Recent research on elite football players reveals that moderate dehydration (1.5-2% body mass loss) impairs subsequent performance in sport-specific tests. However, cognitive function during matches remains largely unaffected by moderate dehydration (Edwards et al., 2007).

Your Strategy:

  • Begin hydration 3-4 hours before kickoff
  • Take advantage of every stoppage, substitution, and injury break
  • Halftime is critical: 8-12oz (250-350mL) with 400-700mg sodium per liter
  • Post-match: Drink 125-150% of weight lost within the first hour

Team Sport Athletes (Basketball, American Football, Rugby, Hockey)

The Challenge: Intermittent high-intensity bursts with variable rest. You have more drinking opportunities than soccer, but intensity is often higher.

Meta-analysis data shows that significant hypohydration (>2%) occurs most consistently in football, while other team sports (basketball, rugby) generally maintain mild fluid deficits (<2%) due to adequate drinking opportunities (Nuccio et al., 2017).

Your Strategy:

  • Start hydration 3-4 hours out
  • Use every timeout, break, and substitution
  • Drink 150-250mL (5-8oz) with electrolytes during extended breaks
  • Post-competition: 125-150% replacement within 2 hours

Endurance Athletes (Running, Cycling, Triathlon)

The Challenge: Long duration requires self-management without team support. Sweat rates are typically higher due to continuous effort.

Individual endurance sports require personalized approaches based on exercise intensity, duration, and environmental conditions. The relationship between duration and target fluid replacement follows predictable patterns for steady-state exercise (Baker et al., 2007).

Your Strategy:

  • Aggressive pre-loading: 7-10mL per kg body weight 3-4 hours before
  • Replace 70-80% of sweat losses based on your tested rate
  • For events over 90 minutes: Use sports drinks with 4-8% carbohydrates
  • Post-event: Systematic 150% replacement over 4-6 hours

Combat Sports Athletes (MMA, Boxing, Wrestling)

Critical Alert: Combat sports show the most dangerous hydration practices. 60-80% of fighters engage in rapid weight loss that can cause organ failure and even death.

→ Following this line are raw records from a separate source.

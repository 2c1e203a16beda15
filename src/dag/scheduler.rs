// src/dag/scheduler.rs

//! `Scheduler` holds the dependency graph plus per-phase bookkeeping: which
//! tasks are ready, in flight, done, or skipped. It never runs anything
//! itself and never touches the task instances; it only answers "what can
//! run now" and "what just became unreachable".

use std::collections::HashMap;

use tracing::{debug, info};

use crate::dag::graph::DepGraph;
use crate::errors::CircularDependencyError;
use crate::provider::DependencyProvider;
use crate::types::TaskClassId;

/// Bookkeeping state for one task class within one phase (run or clean).
///
/// `Failed` is tracked distinctly from `Completed` even though the
/// distilled model only names four buckets, purely so `deps_satisfied`
/// can tell a successful dependency from a failed one; observably a failed
/// task never satisfies a dependent either way, since `cascade_skip_from`
/// converts every reachable `Pending` dependent straight to `Skipped`
/// before the ready-computation would otherwise run again.
#[derive(Debug, Clone, Copy, PartialEq, Eq)]
pub enum TaskSchedState {
    Pending,
    Enqueued,
    Completed,
    Failed,
    Skipped,
}

#[derive(Debug, Clone, Default)]
pub struct Scheduler {
    graph: DepGraph,
    states: HashMap<TaskClassId, TaskSchedState>,
    /// Clean-phase bookkeeping, keyed the same way but walked in reverse:
    /// a task's clean "dependencies" are its forward-graph *dependents*,
    /// since resources are released bottom-up.
    clean_states: HashMap<TaskClassId, TaskSchedState>,
}

impl Scheduler {
    pub fn new() -> Self {
        Self::default()
    }

    pub fn graph(&self) -> &DepGraph {
        &self.graph
    }

    pub fn state_of(&self, class: &str) -> Option<TaskSchedState> {
        self.states.get(class).copied()
    }

    /// Close the dependency graph from `root`, checking for cycles, and
    /// register every newly discovered node as `Pending`.
    pub fn build_dependency_graph(
        &mut self,
        root: &TaskClassId,
        provider: &dyn DependencyProvider,
    ) -> Result<(), CircularDependencyError> {
        let added = self.graph.extend_closure(root, provider);
        self.graph.check_acyclic(root)?;
        for class in added {
            self.states.entry(class).or_insert(TaskSchedState::Pending);
        }
        Ok(())
    }

    /// Merge a dependency edge discovered at runtime (i.e. not declared up
    /// front through the [`DependencyProvider`]), extending the closure from
    /// `dep` if it's a node we haven't seen yet.
    ///
    /// The closure is extended from `dep` *before* the `class -> dep` edge
    /// is added: `add_edge` inserts `dep` into the graph as a side effect,
    /// so deciding "is `dep` new" after adding the edge would always say no
    /// and `dep`'s own dependencies would never be explored.
    pub fn merge_runtime_dependency(
        &mut self,
        class: &TaskClassId,
        dep: &TaskClassId,
        provider: &dyn DependencyProvider,
    ) -> Result<Vec<TaskClassId>, CircularDependencyError> {
        let added = self.graph.extend_closure(dep, provider);
        self.graph.add_edge(class, dep);
        self.graph.check_acyclic(class)?;
        for c in &added {
            self.states.entry(c.clone()).or_insert(TaskSchedState::Pending);
        }
        Ok(added)
    }

    fn deps_satisfied(&self, class: &str) -> bool {
        self.graph
            .dependencies_of(class)
            .iter()
            .all(|dep| matches!(self.states.get(dep), Some(TaskSchedState::Completed)))
    }

    /// Every `Pending` task whose declared dependencies are all `Completed`
    /// (this includes tasks with no dependencies at all).
    pub fn next_ready_tasks(&self) -> Vec<TaskClassId> {
        self.states
            .iter()
            .filter(|(class, state)| {
                **state == TaskSchedState::Pending && self.deps_satisfied(class)
            })
            .map(|(class, _)| class.clone())
            .collect()
    }

    pub fn mark_enqueued(&mut self, class: &TaskClassId) {
        self.states.insert(class.clone(), TaskSchedState::Enqueued);
    }

    pub fn mark_completed(&mut self, class: &TaskClassId) {
        debug!(task = %class, "scheduler: task completed");
        self.states.insert(class.clone(), TaskSchedState::Completed);
    }

    /// Mark `class` failed and cascade-skip every `Pending` task transitively
    /// depending on it. Returns the set of newly-skipped dependents (not
    /// including `class` itself).
    pub fn mark_failed(&mut self, class: &TaskClassId) -> Vec<TaskClassId> {
        self.states.insert(class.clone(), TaskSchedState::Failed);
        self.cascade_skip_from(class)
    }

    fn cascade_skip_from(&mut self, failed: &TaskClassId) -> Vec<TaskClassId> {
        let mut newly_skipped = Vec::new();
        let mut stack: Vec<TaskClassId> = self.graph.dependents_of(failed).iter().cloned().collect();

        while let Some(class) = stack.pop() {
            if self.states.get(&class).copied() == Some(TaskSchedState::Pending) {
                self.states.insert(class.clone(), TaskSchedState::Skipped);
                info!(task = %class, "scheduler: cascade-skipped due to upstream failure");
                newly_skipped.push(class.clone());
                stack.extend(self.graph.dependents_of(&class).iter().cloned());
            }
        }

        newly_skipped
    }

    /// Whether any task is currently `Enqueued` (dispatched, not yet done).
    pub fn running_tasks(&self) -> bool {
        self.states.values().any(|s| *s == TaskSchedState::Enqueued)
    }

    /// Convert every remaining `Pending` task to `Skipped`. Called once a
    /// phase's ready/in-flight sets are both empty: anything still `Pending`
    /// at that point was never reached, because nothing ever requested it
    /// and it never became ready on its own.
    pub fn mark_unreached_as_skipped(&mut self) -> Vec<TaskClassId> {
        let mut newly = Vec::new();
        for (class, state) in self.states.iter_mut() {
            if *state == TaskSchedState::Pending {
                *state = TaskSchedState::Skipped;
                newly.push(class.clone());
            }
        }
        newly
    }

    /// A read-only snapshot for diagnostics: (class, state, declared deps).
    pub fn describe(&self) -> Vec<(TaskClassId, TaskSchedState, Vec<TaskClassId>)> {
        self.states
            .iter()
            .map(|(class, state)| {
                let deps = self.graph.dependencies_of(class).iter().cloned().collect();
                (class.clone(), *state, deps)
            })
            .collect()
    }

    pub fn task_classes(&self) -> impl Iterator<Item = &TaskClassId> {
        self.states.keys()
    }

    // --- clean phase ---------------------------------------------------
    //
    // Mirrors the run phase but walks the reverse graph: a task is ready to
    // clean once every task that depends on it has finished cleaning (or it
    // has no dependents). "Finished" here means any terminal clean state,
    // not specifically success: clean is best-effort release, so a failed
    // dependent clean must not block its dependencies from also cleaning up.

    /// Seed the clean-phase bookkeeping with exactly the tasks eligible for
    /// cleanup (run-phase `Completed` or `Failed`; `Skipped` tasks never ran
    /// and have nothing to release).
    pub fn seed_clean(&mut self, cleanable: impl IntoIterator<Item = TaskClassId>) {
        for class in cleanable {
            self.clean_states.entry(class).or_insert(TaskSchedState::Pending);
        }
    }

    fn clean_deps_satisfied(&self, class: &str) -> bool {
        self.graph.dependents_of(class).iter().all(|dependent| {
            match self.clean_states.get(dependent) {
                None => true, // dependent was never cleanable (e.g. it was skipped)
                Some(state) => matches!(
                    state,
                    TaskSchedState::Completed | TaskSchedState::Failed | TaskSchedState::Skipped
                ),
            }
        })
    }

    pub fn next_ready_clean_tasks(&self) -> Vec<TaskClassId> {
        self.clean_states
            .iter()
            .filter(|(class, state)| {
                **state == TaskSchedState::Pending && self.clean_deps_satisfied(class)
            })
            .map(|(class, _)| class.clone())
            .collect()
    }

    pub fn mark_clean_enqueued(&mut self, class: &TaskClassId) {
        self.clean_states.insert(class.clone(), TaskSchedState::Enqueued);
    }

    pub fn mark_clean_completed(&mut self, class: &TaskClassId) {
        self.clean_states.insert(class.clone(), TaskSchedState::Completed);
    }

    pub fn mark_clean_failed(&mut self, class: &TaskClassId) {
        self.clean_states.insert(class.clone(), TaskSchedState::Failed);
    }

    pub fn clean_running_tasks(&self) -> bool {
        self.clean_states.values().any(|s| *s == TaskSchedState::Enqueued)
    }

    pub fn clean_state_of(&self, class: &str) -> Option<TaskSchedState> {
        self.clean_states.get(class).copied()
    }
}
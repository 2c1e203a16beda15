pub mod builders;
pub mod fake_observer;

use std::sync::Once;
use tracing_subscriber::{fmt, EnvFilter};

static INIT: Once = Once::new();

/// Initialise tracing for tests.
///
/// - Uses `with_test_writer()`, so logs are captured per-test.
/// - The Rust test harness only prints captured output for **failing** tests
///   (unless you run with `-- --nocapture`).
///
/// Enable levels with e.g.:
/// `RUST_LOG=debug cargo test`
pub fn init_tracing() {
    INIT.call_once(|| {
        let filter =
            EnvFilter::try_from_default_env().unwrap_or_else(|_| EnvFilter::new("info"));

        fmt()
            .with_env_filter(filter)
            .with_test_writer() // print only for failing tests unless --nocapture
            .with_target(true)
            .init();
    });
}

/// Run a future with a 5-second timeout.
#[allow(dead_code)]
pub async fn with_timeout<F, T>(f: F) -> T
where
    F: std::future::Future<Output = T>,
{
    tokio::time::timeout(std::time::Duration::from_secs(5), f)
        .await
        .expect("Test timed out after 5 seconds")
}
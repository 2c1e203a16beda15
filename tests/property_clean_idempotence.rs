use std::collections::HashMap;
use std::sync::{Arc, Mutex};

use dagwork::dag::TaskSchedState;
use dagwork::observer::ObserverList;
use dagwork::types::{EngineConfig, TaskClassId};
use dagwork::Executor;
use dagwork_test_utils::builders::{ProviderBuilder, TaskBuilder};

// Property 8: running the clean phase a second time is a no-op. Clean
// states are terminal-absorbing exactly like run states, so nothing gets
// cleaned twice.
#[tokio::test]
async fn running_clean_twice_cleans_each_task_exactly_once() {
    dagwork_test_utils::init_tracing();

    let a: TaskClassId = "a".into();
    let b: TaskClassId = "b".into();

    let clean_runs: Arc<Mutex<Vec<TaskClassId>>> = Arc::new(Mutex::new(Vec::new()));

    let definitions: HashMap<_, _> = [
        (
            b.clone(),
            TaskBuilder::new(&[])
                .on_clean({
                    let clean_runs = clean_runs.clone();
                    move |ctx| {
                        let clean_runs = clean_runs.clone();
                        let class = ctx.class().clone();
                        Box::pin(async move {
                            clean_runs.lock().unwrap().push(class);
                            Ok(())
                        })
                    }
                })
                .build(),
        ),
        (
            a.clone(),
            TaskBuilder::new(&[])
                .on_run({
                    let b = b.clone();
                    move |ctx| {
                        let b = b.clone();
                        Box::pin(async move {
                            ctx.request_export(&b, "__unused").await.ok();
                            Ok(())
                        })
                    }
                })
                .on_clean({
                    let clean_runs = clean_runs.clone();
                    move |ctx| {
                        let clean_runs = clean_runs.clone();
                        let class = ctx.class().clone();
                        Box::pin(async move {
                            clean_runs.lock().unwrap().push(class);
                            Ok(())
                        })
                    }
                })
                .build(),
        ),
    ]
    .into_iter()
    .collect();

    let provider = ProviderBuilder::new()
        .with_deps("a", &["b"])
        .with_deps("b", &[])
        .build();

    let executor = Executor::new(definitions, provider, ObserverList::default(), EngineConfig::default());
    executor.execute(a.clone()).await.expect("run should succeed");

    executor.execute_clean(a.clone()).await;
    executor.execute_clean(a.clone()).await;

    let mut runs = clean_runs.lock().unwrap().clone();
    runs.sort();
    let mut expected: Vec<TaskClassId> = vec![a.clone(), b.clone()];
    expected.sort();
    assert_eq!(runs, expected, "each task's clean body must run exactly once total");

    assert_eq!(executor.state_of("a"), Some(TaskSchedState::Completed));
    assert_eq!(executor.state_of("b"), Some(TaskSchedState::Completed));
}
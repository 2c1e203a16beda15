#![allow(dead_code)]

use std::collections::HashMap;
use std::sync::Arc;

use dagwork::errors::TaskError;
use dagwork::provider::DependencyProvider;
use dagwork::task_api::{BoxFuture, TaskContext, TaskDefinition, TaskInstance};
use dagwork::types::TaskClassId;

type RunFn = Arc<dyn for<'a> Fn(&'a TaskContext) -> BoxFuture<'a, Result<(), TaskError>> + Send + Sync>;

fn noop_run() -> RunFn {
    Arc::new(|_ctx| Box::pin(async { Ok(()) }))
}

/// Builder for a fake [`TaskDefinition`] whose `run`/`clean` bodies are
/// supplied as closures, to avoid hand-writing a `TaskDefinition` impl per
/// test task.
pub struct TaskBuilder {
    exports: Vec<String>,
    run: RunFn,
    clean: Option<RunFn>,
}

impl TaskBuilder {
    pub fn new(exports: &[&str]) -> Self {
        Self {
            exports: exports.iter().map(|s| s.to_string()).collect(),
            run: noop_run(),
            clean: None,
        }
    }

    pub fn on_run<F>(mut self, f: F) -> Self
    where
        F: for<'a> Fn(&'a TaskContext) -> BoxFuture<'a, Result<(), TaskError>> + Send + Sync + 'static,
    {
        self.run = Arc::new(f);
        self
    }

    pub fn on_clean<F>(mut self, f: F) -> Self
    where
        F: for<'a> Fn(&'a TaskContext) -> BoxFuture<'a, Result<(), TaskError>> + Send + Sync + 'static,
    {
        self.clean = Some(Arc::new(f));
        self
    }

    pub fn build(self) -> Arc<dyn TaskDefinition> {
        Arc::new(FnTaskDefinition {
            exports: self.exports,
            run: self.run,
            clean: self.clean,
        })
    }
}

struct FnTaskDefinition {
    exports: Vec<String>,
    run: RunFn,
    clean: Option<RunFn>,
}

impl TaskDefinition for FnTaskDefinition {
    fn exports(&self) -> &[String] {
        &self.exports
    }

    fn create_instance(&self) -> Box<dyn TaskInstance> {
        Box::new(FnTaskInstance {
            run: self.run.clone(),
            clean: self.clean.clone(),
        })
    }
}

struct FnTaskInstance {
    run: RunFn,
    clean: Option<RunFn>,
}

impl TaskInstance for FnTaskInstance {
    fn run<'a>(&'a mut self, ctx: &'a TaskContext) -> BoxFuture<'a, Result<(), TaskError>> {
        (self.run)(ctx)
    }

    fn clean<'a>(&'a mut self, ctx: &'a TaskContext) -> BoxFuture<'a, Result<(), TaskError>> {
        match &self.clean {
            Some(f) => f(ctx),
            None => Box::pin(async { Ok(()) }),
        }
    }
}

/// Builder for a fake [`DependencyProvider`] backed by a plain map, fluent
/// the same way the teacher's config builders are.
#[derive(Default)]
pub struct ProviderBuilder {
    deps: HashMap<TaskClassId, Vec<TaskClassId>>,
}

impl ProviderBuilder {
    pub fn new() -> Self {
        Self::default()
    }

    pub fn with_deps(mut self, class: &str, deps: &[&str]) -> Self {
        self.deps.insert(
            TaskClassId::from(class),
            deps.iter().map(|d| TaskClassId::from(*d)).collect(),
        );
        self
    }

    pub fn build(self) -> Arc<dyn DependencyProvider> {
        Arc::new(MapProvider(self.deps))
    }
}

struct MapProvider(HashMap<TaskClassId, Vec<TaskClassId>>);

impl DependencyProvider for MapProvider {
    fn known_classes(&self) -> Vec<TaskClassId> {
        self.0.keys().cloned().collect()
    }

    fn declared_dependencies(&self, class: &TaskClassId) -> Vec<TaskClassId> {
        self.0.get(class).cloned().unwrap_or_default()
    }
}
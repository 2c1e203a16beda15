use dagwork::dag::{Scheduler, TaskSchedState};
use dagwork::types::TaskClassId;
use dagwork_test_utils::builders::ProviderBuilder;

// Root depends on A (which it actually dispatches and drains) and on
// Branch->Leaf (a subtree a caller simply never gets around to asking the
// scheduler for). Once the caller decides the phase is done, anything
// still `Pending` — Branch and Leaf, neither ever started — is converted
// to `Skipped` in one pass, and nothing claims to have run them.
#[test]
fn mark_unreached_as_skipped_converts_untouched_pending_nodes() {
    let root: TaskClassId = "root".into();
    let a: TaskClassId = "a".into();
    let branch: TaskClassId = "branch".into();
    let leaf: TaskClassId = "leaf".into();

    let provider = ProviderBuilder::new()
        .with_deps("root", &["a", "branch"])
        .with_deps("a", &[])
        .with_deps("branch", &["leaf"])
        .with_deps("leaf", &[])
        .build();

    let mut scheduler = Scheduler::new();
    scheduler
        .build_dependency_graph(&root, provider.as_ref())
        .expect("acyclic");

    // The caller only ever drives the `a` branch to completion; it never
    // asks the scheduler about `branch` or `leaf` again, the way an
    // executor would if nothing ever called `request_export` on them.
    assert_eq!(scheduler.state_of("a"), Some(TaskSchedState::Pending));
    scheduler.mark_enqueued(&a);
    scheduler.mark_completed(&a);

    assert_eq!(scheduler.state_of("branch"), Some(TaskSchedState::Pending));
    assert_eq!(scheduler.state_of("leaf"), Some(TaskSchedState::Pending));
    assert_eq!(scheduler.state_of("root"), Some(TaskSchedState::Pending));

    let unreached = scheduler.mark_unreached_as_skipped();
    let mut unreached_classes: Vec<String> = unreached.iter().map(|c| c.to_string()).collect();
    unreached_classes.sort();
    assert_eq!(unreached_classes, vec!["branch", "leaf", "root"]);

    assert_eq!(scheduler.state_of("a"), Some(TaskSchedState::Completed));
    assert_eq!(scheduler.state_of("branch"), Some(TaskSchedState::Skipped));
    assert_eq!(scheduler.state_of("leaf"), Some(TaskSchedState::Skipped));
    assert_eq!(scheduler.state_of("root"), Some(TaskSchedState::Skipped));

    // Idempotent: nothing left to convert on a second call.
    assert!(scheduler.mark_unreached_as_skipped().is_empty());
}
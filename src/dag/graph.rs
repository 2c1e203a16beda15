// src/dag/graph.rs

//! Forward/reverse adjacency for the task-class dependency DAG.
//!
//! Kept as a plain `HashMap` of adjacency sets rather than a `petgraph`
//! graph proper: node weights here are `TaskClassId` (`Arc<str>`), which
//! isn't `Copy`, so `petgraph::graphmap::DiGraphMap` (which requires `Copy`
//! node weights) doesn't fit as the primary storage. `petgraph` is still
//! used for the one-off acyclicity check, scoped to borrowed `&str`s.

use std::collections::{HashMap, HashSet};

use petgraph::algo::toposort;
use petgraph::graphmap::DiGraphMap;

use crate::errors::CircularDependencyError;
use crate::provider::DependencyProvider;
use crate::types::TaskClassId;

#[derive(Debug, Clone, Default)]
pub struct DepGraph {
    /// class -> things class depends on
    deps: HashMap<TaskClassId, HashSet<TaskClassId>>,
    /// class -> things that depend on class
    dependents: HashMap<TaskClassId, HashSet<TaskClassId>>,
}

fn empty_set() -> &'static HashSet<TaskClassId> {
    use std::sync::OnceLock;
    static EMPTY: OnceLock<HashSet<TaskClassId>> = OnceLock::new();
    EMPTY.get_or_init(HashSet::new)
}

impl DepGraph {
    pub fn new() -> Self {
        Self::default()
    }

    pub fn nodes(&self) -> impl Iterator<Item = &TaskClassId> {
        self.deps.keys()
    }

    pub fn contains(&self, class: &str) -> bool {
        self.deps.contains_key(class)
    }

    pub fn dependencies_of(&self, class: &str) -> &HashSet<TaskClassId> {
        self.deps.get(class).unwrap_or_else(|| empty_set())
    }

    pub fn dependents_of(&self, class: &str) -> &HashSet<TaskClassId> {
        self.dependents.get(class).unwrap_or_else(|| empty_set())
    }

    fn ensure_node(&mut self, class: &TaskClassId) {
        self.deps.entry(class.clone()).or_default();
        self.dependents.entry(class.clone()).or_default();
    }

    /// Add an edge meaning `from` depends on `to`.
    pub fn add_edge(&mut self, from: &TaskClassId, to: &TaskClassId) {
        self.ensure_node(from);
        self.ensure_node(to);
        self.deps.get_mut(from).unwrap().insert(to.clone());
        self.dependents.get_mut(to).unwrap().insert(from.clone());
    }

    /// Walk `provider` starting at `root`, adding every node and edge not
    /// already present. Returns the classes newly added by this call (in no
    /// particular order). Safe to call repeatedly as new roots are
    /// discovered (declared or runtime) — already-present nodes are skipped.
    ///
    /// `add_edge` inserts both endpoints into `self.deps` as a side effect,
    /// so "already explored" can't be decided by checking `self.deps`
    /// *after* an edge touching that node has been added — by then every
    /// node is always present. Each dependency's novelty is therefore
    /// decided before the edge to it is added, not after.
    pub fn extend_closure(
        &mut self,
        root: &TaskClassId,
        provider: &dyn DependencyProvider,
    ) -> Vec<TaskClassId> {
        let mut added = Vec::new();
        let mut stack = Vec::new();

        if !self.deps.contains_key(root) {
            self.ensure_node(root);
            added.push(root.clone());
            stack.push(root.clone());
        }

        while let Some(class) = stack.pop() {
            for dep in provider.declared_dependencies(&class) {
                let dep_is_new = !self.deps.contains_key(&dep);
                self.add_edge(&class, &dep);
                if dep_is_new {
                    added.push(dep.clone());
                    stack.push(dep);
                }
            }
        }

        added
    }

    /// Verify the graph built so far has no cycles.
    pub fn check_acyclic(&self, root: &TaskClassId) -> Result<(), CircularDependencyError> {
        let mut g: DiGraphMap<&str, ()> = DiGraphMap::new();
        for node in self.deps.keys() {
            g.add_node(node.as_ref());
        }
        for (from, tos) in &self.deps {
            for to in tos {
                g.add_edge(from.as_ref(), to.as_ref(), ());
            }
        }
        match toposort(&g, None) {
            Ok(_) => Ok(()),
            Err(_) => Err(CircularDependencyError { root: root.clone() }),
        }
    }
}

Alarming statistics from recent research (Matthews & Nicholas, 2017; Barley et al., 2019):

  • 76% of MMA fighters use saunas for weight cutting (36-51% in other combat sports)
  • 63% of MMA fighters use sweat suits (16-83% in other combat sports)
  • Weight cutting severely impairs performance for 24-36 hours post-dehydration
  • Recovery remains incomplete even after attempted rehydration

Documented health consequences: Extreme cases of weight cutting have been documented to cause severe physiological disruption, including relative energy deficiency, acute kidney injury, and dangerous electrolyte imbalances that pose serious health risks (Kasper et al., 2021).

The Reality: Extreme weight cutting reduces the protective fluid around your brain, making you more vulnerable to traumatic brain injury. It also stresses your kidneys and heart. If you must cut weight, work with qualified professionals and avoid extreme measures.

Training in Heat: Acclimatization and Safety

Heat Acclimatization Protocol (14 Days)

Systematic 14-day acclimatization protocols significantly improve heat tolerance and reduce fluid requirements (Casa et al., 2009):

Days 1-5: 75% normal duration and intensity, minimal clothing, drink every 20 minutes

Days 6-10: 80-90% normal duration and intensity, progressively add gear, drink every 30 minutes

Days 11-14: 95-100% normal training, full sport-specific equipment, normal hydration intervals

Heat Safety: When to Modify or Cancel Training

Heat illness prevention requires systematic environmental monitoring using WBGT (Wet Bulb Globe Temperature):

WBGT Temp Risk Action Required Hydration Protocol
<21°C (<70°F) Low Normal training Standard protocols
21-28°C (70-82°F) Moderate More breaks, close monitoring Enhanced fluid access
28-32°C (82-90°F) High Remove gear, lighten clothing Mandatory breaks every 20 min
>32°C (>90°F) Extreme Cancel or move indoors Emergency protocols only

Top Hydration Mistakes Athletes Make

  1. Drinking Too Much Plain Water During Long Exercise

The Risk: Hyponatremia (dangerous sodium dilution). Consuming more than 1.5L per hour of plain water can cause serious medical emergencies.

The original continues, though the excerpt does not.